● WORK INSTRUCTIONS: Pull every line containing the word "PartialEq" from the records.
** Opening SUPPLIED RECORDS block **
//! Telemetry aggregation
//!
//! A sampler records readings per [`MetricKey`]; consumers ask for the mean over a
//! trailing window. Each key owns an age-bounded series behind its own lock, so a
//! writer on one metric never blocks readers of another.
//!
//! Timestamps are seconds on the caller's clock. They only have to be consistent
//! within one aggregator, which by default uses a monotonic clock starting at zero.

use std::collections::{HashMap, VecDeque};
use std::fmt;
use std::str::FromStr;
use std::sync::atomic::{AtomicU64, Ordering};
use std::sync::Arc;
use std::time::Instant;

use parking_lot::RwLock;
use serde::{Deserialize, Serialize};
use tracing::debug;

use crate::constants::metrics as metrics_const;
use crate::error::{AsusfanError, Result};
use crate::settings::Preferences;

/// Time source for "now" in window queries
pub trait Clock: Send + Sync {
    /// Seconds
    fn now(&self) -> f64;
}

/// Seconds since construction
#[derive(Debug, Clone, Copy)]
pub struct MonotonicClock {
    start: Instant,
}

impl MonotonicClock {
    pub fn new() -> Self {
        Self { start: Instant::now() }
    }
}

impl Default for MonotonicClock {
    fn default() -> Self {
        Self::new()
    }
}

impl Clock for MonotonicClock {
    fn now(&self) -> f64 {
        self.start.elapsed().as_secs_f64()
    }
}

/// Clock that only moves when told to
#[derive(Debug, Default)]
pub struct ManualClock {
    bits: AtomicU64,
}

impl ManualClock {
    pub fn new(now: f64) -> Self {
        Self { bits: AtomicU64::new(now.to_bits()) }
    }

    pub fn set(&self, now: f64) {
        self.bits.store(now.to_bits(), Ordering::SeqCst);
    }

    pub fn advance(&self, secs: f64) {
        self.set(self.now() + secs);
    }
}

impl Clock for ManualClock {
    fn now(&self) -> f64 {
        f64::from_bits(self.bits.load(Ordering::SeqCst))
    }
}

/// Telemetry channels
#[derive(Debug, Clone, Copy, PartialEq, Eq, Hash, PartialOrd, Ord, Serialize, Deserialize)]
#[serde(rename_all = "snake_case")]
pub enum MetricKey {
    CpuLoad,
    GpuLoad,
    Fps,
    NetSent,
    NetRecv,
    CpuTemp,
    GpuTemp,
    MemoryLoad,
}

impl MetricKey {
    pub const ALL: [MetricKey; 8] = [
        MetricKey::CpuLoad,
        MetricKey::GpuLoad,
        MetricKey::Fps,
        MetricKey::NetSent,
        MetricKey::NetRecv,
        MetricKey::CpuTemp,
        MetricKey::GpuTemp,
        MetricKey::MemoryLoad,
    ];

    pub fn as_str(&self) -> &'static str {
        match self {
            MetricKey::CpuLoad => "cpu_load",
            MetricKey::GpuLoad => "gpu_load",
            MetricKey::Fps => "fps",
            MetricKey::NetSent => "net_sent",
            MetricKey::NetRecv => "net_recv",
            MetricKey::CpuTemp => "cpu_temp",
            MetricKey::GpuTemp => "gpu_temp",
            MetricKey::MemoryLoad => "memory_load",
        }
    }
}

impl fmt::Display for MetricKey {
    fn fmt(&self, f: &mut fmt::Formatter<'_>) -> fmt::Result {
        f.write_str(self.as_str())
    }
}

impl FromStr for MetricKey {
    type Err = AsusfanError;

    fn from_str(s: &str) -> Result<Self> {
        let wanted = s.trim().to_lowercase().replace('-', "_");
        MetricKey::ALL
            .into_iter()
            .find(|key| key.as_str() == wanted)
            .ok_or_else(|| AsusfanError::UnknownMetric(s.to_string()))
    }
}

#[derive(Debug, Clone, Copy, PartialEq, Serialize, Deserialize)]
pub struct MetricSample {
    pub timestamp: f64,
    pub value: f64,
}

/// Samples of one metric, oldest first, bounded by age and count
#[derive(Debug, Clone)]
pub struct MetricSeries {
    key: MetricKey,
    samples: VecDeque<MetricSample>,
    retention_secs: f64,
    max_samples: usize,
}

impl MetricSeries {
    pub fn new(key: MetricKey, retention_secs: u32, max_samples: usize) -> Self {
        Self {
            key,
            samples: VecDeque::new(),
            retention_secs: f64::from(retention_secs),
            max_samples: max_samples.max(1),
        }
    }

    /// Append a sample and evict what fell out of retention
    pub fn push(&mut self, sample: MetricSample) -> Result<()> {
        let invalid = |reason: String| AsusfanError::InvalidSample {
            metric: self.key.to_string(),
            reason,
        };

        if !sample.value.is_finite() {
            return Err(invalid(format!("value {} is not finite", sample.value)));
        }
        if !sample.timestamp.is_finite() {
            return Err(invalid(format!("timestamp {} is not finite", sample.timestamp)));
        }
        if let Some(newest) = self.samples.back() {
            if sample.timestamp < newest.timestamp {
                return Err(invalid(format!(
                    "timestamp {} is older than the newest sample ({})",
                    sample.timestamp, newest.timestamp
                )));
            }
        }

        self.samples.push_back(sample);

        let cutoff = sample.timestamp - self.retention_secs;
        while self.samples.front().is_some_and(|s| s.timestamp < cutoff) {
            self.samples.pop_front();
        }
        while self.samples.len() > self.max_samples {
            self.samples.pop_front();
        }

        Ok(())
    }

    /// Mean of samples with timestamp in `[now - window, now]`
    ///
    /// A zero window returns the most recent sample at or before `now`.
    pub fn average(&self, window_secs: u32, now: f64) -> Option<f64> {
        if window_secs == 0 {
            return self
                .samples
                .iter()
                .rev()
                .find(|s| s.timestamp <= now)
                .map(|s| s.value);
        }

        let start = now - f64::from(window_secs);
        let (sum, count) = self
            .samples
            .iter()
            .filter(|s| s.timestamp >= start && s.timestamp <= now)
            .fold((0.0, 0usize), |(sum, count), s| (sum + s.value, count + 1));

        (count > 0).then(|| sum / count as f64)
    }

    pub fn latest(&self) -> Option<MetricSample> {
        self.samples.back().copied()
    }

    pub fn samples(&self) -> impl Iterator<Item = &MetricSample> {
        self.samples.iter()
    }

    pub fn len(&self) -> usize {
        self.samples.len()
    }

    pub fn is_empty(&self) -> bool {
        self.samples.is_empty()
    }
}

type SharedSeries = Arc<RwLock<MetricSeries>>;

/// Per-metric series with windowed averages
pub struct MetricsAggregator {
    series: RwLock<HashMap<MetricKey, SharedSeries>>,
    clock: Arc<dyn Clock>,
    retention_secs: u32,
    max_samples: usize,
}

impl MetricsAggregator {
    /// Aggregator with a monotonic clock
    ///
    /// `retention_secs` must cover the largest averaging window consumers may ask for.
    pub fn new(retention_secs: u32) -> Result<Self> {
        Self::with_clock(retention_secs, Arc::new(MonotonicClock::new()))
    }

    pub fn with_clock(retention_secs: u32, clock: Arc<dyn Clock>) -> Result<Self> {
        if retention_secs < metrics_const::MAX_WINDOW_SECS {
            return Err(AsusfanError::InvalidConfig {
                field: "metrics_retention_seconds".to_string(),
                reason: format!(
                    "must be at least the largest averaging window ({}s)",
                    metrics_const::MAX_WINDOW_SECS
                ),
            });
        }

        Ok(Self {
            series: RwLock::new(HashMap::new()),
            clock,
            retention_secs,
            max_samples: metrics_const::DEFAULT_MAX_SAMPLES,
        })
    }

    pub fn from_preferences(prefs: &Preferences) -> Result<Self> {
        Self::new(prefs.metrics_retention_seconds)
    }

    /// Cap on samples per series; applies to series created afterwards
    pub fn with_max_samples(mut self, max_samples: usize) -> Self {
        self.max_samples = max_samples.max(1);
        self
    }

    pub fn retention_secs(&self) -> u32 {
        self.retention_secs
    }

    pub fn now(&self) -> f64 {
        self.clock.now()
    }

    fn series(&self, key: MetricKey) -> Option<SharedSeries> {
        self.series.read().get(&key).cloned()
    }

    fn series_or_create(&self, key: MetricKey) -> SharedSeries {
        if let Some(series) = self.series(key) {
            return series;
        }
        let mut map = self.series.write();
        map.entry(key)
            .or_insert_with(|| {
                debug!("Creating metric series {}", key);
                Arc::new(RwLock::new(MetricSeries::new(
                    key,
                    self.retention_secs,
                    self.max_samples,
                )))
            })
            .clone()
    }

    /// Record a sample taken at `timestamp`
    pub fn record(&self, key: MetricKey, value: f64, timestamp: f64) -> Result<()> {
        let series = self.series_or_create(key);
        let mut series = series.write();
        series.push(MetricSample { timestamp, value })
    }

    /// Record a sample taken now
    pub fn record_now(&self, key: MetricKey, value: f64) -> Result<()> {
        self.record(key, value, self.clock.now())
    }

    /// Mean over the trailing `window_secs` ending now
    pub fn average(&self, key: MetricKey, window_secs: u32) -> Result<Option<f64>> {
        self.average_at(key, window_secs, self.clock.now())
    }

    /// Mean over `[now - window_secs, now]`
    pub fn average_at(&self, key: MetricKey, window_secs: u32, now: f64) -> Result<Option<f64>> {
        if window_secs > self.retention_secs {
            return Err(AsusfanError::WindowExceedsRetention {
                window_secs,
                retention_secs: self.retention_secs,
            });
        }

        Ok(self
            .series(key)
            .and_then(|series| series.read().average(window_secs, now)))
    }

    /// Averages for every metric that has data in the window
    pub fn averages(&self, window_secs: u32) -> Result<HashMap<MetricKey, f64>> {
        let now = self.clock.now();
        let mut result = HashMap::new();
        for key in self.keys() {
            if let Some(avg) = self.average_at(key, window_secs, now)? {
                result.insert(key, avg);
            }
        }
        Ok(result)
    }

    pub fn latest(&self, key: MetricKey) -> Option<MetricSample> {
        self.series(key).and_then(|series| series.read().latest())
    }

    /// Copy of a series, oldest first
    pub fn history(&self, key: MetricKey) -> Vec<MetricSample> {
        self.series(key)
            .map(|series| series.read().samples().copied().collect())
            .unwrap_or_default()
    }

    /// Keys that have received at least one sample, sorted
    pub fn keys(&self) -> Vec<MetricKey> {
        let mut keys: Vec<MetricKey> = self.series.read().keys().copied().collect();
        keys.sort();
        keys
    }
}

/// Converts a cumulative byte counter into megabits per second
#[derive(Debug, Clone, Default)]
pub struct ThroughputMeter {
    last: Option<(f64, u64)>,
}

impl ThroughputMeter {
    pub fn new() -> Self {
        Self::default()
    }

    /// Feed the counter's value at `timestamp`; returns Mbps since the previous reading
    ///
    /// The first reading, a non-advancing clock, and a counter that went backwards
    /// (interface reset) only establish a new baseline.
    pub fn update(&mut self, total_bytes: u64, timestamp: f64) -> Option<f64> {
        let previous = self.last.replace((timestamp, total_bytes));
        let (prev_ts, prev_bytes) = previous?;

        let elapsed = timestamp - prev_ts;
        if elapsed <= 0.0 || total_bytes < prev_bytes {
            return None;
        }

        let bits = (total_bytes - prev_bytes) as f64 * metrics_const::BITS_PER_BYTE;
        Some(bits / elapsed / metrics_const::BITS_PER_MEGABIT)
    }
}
** Closing SUPPLIED RECORDS block **
** Opening SUPPLIED RECORDS block **
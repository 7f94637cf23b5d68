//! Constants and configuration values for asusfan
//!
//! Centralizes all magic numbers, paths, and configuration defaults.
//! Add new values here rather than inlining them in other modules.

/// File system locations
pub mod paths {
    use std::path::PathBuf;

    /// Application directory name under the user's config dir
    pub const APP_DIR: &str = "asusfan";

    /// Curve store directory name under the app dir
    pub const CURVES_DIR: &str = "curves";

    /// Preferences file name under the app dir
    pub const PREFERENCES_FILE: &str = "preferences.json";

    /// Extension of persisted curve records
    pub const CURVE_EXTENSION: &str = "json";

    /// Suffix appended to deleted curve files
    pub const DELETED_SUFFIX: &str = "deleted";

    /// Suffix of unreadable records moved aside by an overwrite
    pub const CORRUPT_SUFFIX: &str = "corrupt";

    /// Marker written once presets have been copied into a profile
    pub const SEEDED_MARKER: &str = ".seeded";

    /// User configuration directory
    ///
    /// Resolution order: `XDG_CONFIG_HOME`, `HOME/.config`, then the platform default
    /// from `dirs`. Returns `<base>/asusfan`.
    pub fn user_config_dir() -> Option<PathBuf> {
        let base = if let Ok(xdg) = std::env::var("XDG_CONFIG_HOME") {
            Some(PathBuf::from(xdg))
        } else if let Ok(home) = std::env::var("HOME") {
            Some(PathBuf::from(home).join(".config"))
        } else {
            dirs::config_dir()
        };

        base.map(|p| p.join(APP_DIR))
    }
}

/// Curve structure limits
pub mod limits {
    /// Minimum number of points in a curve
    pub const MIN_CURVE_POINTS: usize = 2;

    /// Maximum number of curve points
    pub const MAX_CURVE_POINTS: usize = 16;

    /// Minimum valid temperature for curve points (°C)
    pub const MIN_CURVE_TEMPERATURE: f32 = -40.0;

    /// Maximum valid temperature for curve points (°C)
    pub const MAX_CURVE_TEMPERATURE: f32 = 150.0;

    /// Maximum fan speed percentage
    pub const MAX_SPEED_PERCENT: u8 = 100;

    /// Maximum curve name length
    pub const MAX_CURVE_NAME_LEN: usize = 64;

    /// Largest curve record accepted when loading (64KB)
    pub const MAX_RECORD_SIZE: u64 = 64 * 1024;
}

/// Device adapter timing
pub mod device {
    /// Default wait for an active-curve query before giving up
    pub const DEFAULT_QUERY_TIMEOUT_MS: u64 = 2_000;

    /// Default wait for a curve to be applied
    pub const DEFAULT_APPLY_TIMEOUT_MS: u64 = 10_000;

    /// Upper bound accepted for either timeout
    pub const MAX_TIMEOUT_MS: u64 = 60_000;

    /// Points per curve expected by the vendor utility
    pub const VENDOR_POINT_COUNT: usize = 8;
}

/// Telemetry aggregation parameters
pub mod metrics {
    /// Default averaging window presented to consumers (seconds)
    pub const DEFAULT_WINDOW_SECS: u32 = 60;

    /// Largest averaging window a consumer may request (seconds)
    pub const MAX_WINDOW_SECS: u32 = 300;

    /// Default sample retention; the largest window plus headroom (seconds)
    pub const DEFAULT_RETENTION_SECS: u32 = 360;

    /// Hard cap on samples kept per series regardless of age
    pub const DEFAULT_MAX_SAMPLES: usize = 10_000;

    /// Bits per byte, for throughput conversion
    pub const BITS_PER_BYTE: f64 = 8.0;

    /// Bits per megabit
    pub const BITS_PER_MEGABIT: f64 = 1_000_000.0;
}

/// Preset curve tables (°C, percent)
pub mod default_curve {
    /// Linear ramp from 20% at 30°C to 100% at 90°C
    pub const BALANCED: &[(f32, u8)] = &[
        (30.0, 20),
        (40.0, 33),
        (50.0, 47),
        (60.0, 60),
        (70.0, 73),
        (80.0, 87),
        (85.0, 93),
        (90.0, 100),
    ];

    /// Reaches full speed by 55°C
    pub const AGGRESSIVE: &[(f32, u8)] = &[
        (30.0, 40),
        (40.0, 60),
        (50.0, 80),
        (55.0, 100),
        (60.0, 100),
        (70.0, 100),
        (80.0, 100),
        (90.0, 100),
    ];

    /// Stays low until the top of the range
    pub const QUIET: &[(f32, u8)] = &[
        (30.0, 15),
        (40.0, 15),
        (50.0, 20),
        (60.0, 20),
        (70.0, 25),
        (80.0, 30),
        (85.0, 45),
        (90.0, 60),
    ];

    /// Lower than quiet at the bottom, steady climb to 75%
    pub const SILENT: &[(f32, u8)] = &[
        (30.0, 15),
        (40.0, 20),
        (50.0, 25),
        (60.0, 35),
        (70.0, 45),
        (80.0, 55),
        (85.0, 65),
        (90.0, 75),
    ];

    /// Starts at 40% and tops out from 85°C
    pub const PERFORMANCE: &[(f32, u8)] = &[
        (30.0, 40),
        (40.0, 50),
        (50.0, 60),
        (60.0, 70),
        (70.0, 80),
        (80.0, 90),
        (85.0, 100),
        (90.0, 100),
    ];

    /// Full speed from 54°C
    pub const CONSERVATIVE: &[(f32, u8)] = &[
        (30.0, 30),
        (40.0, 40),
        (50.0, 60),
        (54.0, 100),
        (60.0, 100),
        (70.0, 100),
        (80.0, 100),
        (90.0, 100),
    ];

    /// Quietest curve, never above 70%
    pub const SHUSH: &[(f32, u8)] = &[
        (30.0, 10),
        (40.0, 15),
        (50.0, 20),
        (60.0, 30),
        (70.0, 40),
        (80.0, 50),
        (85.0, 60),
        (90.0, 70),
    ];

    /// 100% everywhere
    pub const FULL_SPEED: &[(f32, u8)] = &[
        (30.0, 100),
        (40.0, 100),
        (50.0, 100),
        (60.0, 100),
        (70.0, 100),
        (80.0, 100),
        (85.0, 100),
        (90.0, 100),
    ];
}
** Closing SUPPLIED RECORDS block **
● RESULT OF THIS TASK:
#[derive(Debug, Clone, Copy, PartialEq, Eq, Hash, PartialOrd, Ord, Serialize, Deserialize)]
#[derive(Debug, Clone, Copy, PartialEq, Serialize, Deserialize)]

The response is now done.